Pulmonary vascular development is essential for proper lung development, and its disturbance can lead to neonatal morbidity and mortality, as exemplified in congenital diaphragmatic hernia. Hypoxia-inducible factors (HIFs) appear to be key molecules in physiologic angiogenesis and in certain forms of lung pathology, such as bronchopulmonary dysplasia. Little is known about the qualitative and quantitative expression of HIFs in normal human fetal lung development. Therefore, we investigated the expression of HIF-1alpha, HIF-2alpha, and HIF-3alpha, along with their upstream regulators and downstream targets, von Hippel-Lindau protein, vascular endothelial growth factor A (VEGF-A), and its receptor, VEGFR-2, in 20 normal human fetal lungs (13.5 weeks in gestation until term) and 5 adult lungs. Quantitative polymerase chain reaction demonstrated a positive correlation between HIF-2alpha and VEGF-A expression and gestational age.
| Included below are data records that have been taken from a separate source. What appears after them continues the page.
//! `PlanSpec` (immutable input) and `PlanInstance` (runtime aggregate), §3.

use std::collections::{BTreeMap, BTreeSet};

use serde::{Deserialize, Serialize};

use super::ids::{NodeId, PlanId, ProducerId};
use super::node::NodeState;
use super::work::NodeSpec;

/// Optional grouping of nodes for read-only status aggregation (§4.2
/// "derived group status").
#[derive(Debug, Clone, PartialEq, Eq, Serialize, Deserialize)]
pub struct GroupSpec {
    pub name: String,
    pub members: Vec<ProducerId>,
}

/// Immutable declarative input (§3).
#[derive(Debug, Clone, Serialize, Deserialize)]
#[serde(rename_all = "camelCase", deny_unknown_fields)]
pub struct PlanSpec {
    pub name: String,
    pub base_branch: String,
    #[serde(default)]
    pub target_branch: Option<String>,
    #[serde(default = "default_max_parallel")]
    pub max_parallel: u32,
    #[serde(default)]
    pub clean_up_successful_work: bool,
    #[serde(default)]
    pub start_paused: bool,
    pub nodes: Vec<NodeSpec>,
    #[serde(default)]
    pub groups: Vec<GroupSpec>,
}

fn default_max_parallel() -> u32 {
    4
}

#[derive(Debug, Clone, Copy, PartialEq, Eq, Serialize, Deserialize)]
#[serde(rename_all = "snake_case")]
pub enum PlanStatus {
    Pending,
    Running,
    Paused,
    Succeeded,
    Failed,
    Canceled,
}

/// Runtime aggregate for one enqueued plan (§3).
#[derive(Debug, Clone, Serialize, Deserialize)]
#[serde(rename_all = "camelCase")]
pub struct PlanInstance {
    pub id: PlanId,
    pub spec: PlanSpec,
    /// Maps the user-facing producer id to the system-assigned node id and
    /// the declarative spec, preserving declaration order for the
    /// scheduler's ordering guarantee (§4.1).
    pub nodes: BTreeMap<ProducerId, NodeRecord>,
    pub node_states: BTreeMap<NodeId, NodeState>,
    pub repo_path: String,
    pub base_branch: String,
    pub target_branch: String,
    pub max_parallel: u32,
    // `mergedLeafIds` was the field name in the schema's first revision;
    // accepted here so plans saved by that version still load (§4.5
    // "Backwards-compatible field fallbacks").
    #[serde(default, alias = "mergedLeafIds")]
    pub merged_leaves: BTreeSet<NodeId>,
    #[serde(default)]
    pub completed_commits: BTreeMap<NodeId, String>,
    #[serde(default)]
    pub base_commits: BTreeMap<NodeId, String>,
    pub status: PlanStatus,
    #[serde(default)]
    pub paused: bool,
}

#[derive(Debug, Clone, Serialize, Deserialize)]
#[serde(rename_all = "camelCase")]
pub struct NodeRecord {
    pub node_id: NodeId,
    pub spec: NodeSpec,
    /// Position in `spec.nodes`, used to enforce declaration-order
    /// selection (§4.1 "Ordering guarantees").
    pub declaration_order: usize,
}

impl PlanInstance {
    pub fn node_id_for(&self, producer_id: &ProducerId) -> Option<NodeId> {
        self.nodes.get(producer_id).map(|r| r.node_id)
    }

    pub fn producer_id_for(&self, node_id: NodeId) -> Option<&ProducerId> {
        self.nodes
            .iter()
            .find(|(_, r)| r.node_id == node_id)
            .map(|(pid, _)| pid)
    }

    /// Leaves are nodes with no dependents within the plan.
    pub fn leaf_node_ids(&self) -> BTreeSet<NodeId> {
        let mut has_dependent: BTreeSet<&ProducerId> = BTreeSet::new();
        for record in self.nodes.values() {
            for dep in &record.spec.dependencies {
                has_dependent.insert(dep);
            }
        }
        self.nodes
            .iter()
            .filter(|(pid, _)| !has_dependent.contains(pid))
            .map(|(_, r)| r.node_id)
            .collect()
    }

    pub fn is_leaf(&self, node_id: NodeId) -> bool {
        self.leaf_node_ids().contains(&node_id)
    }

    /// Derived group status (§4.2): `succeeded` iff all members succeeded;
    /// `failed` if any member `failed`/`blocked`; `running` if any member
    /// `running`/`scheduled`; else `pending`.
    pub fn group_status(&self, group: &GroupSpec) -> super::node::NodeStatus {
        use super::node::NodeStatus::*;
        let member_states: Vec<&NodeState> = group
            .members
            .iter()
            .filter_map(|pid| self.node_id_for(pid))
            .filter_map(|id| self.node_states.get(&id))
            .collect();

        if member_states.iter().all(|s| s.status == Succeeded) {
            Succeeded
        } else if member_states.iter().any(|s| matches!(s.status, Failed | Blocked)) {
            Failed
        } else if member_states.iter().any(|s| matches!(s.status, Running | Scheduled)) {
            Running
        } else {
            Pending
        }
    }
}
Although there appeared to be a decreasing trend in HIF-3alpha expression during pregnancy, it did not reach statistical significance. Immunohistochemistry for HIF-1alpha and HIF-2alpha revealed that HIF-1alpha is expressed in the epithelium, while HIF-2alpha is expressed in both interstitium and epithelium. Our data indicate that HIFs, most notably HIF-2alpha, appear to exert an important role in angiogenesis during human fetal lung development, especially in the last phases of pregnancy, preparing the fetus for extrauterine life. As such, our results form the baseline data for the evaluation and interpretation of abnormal pulmonary vascular development.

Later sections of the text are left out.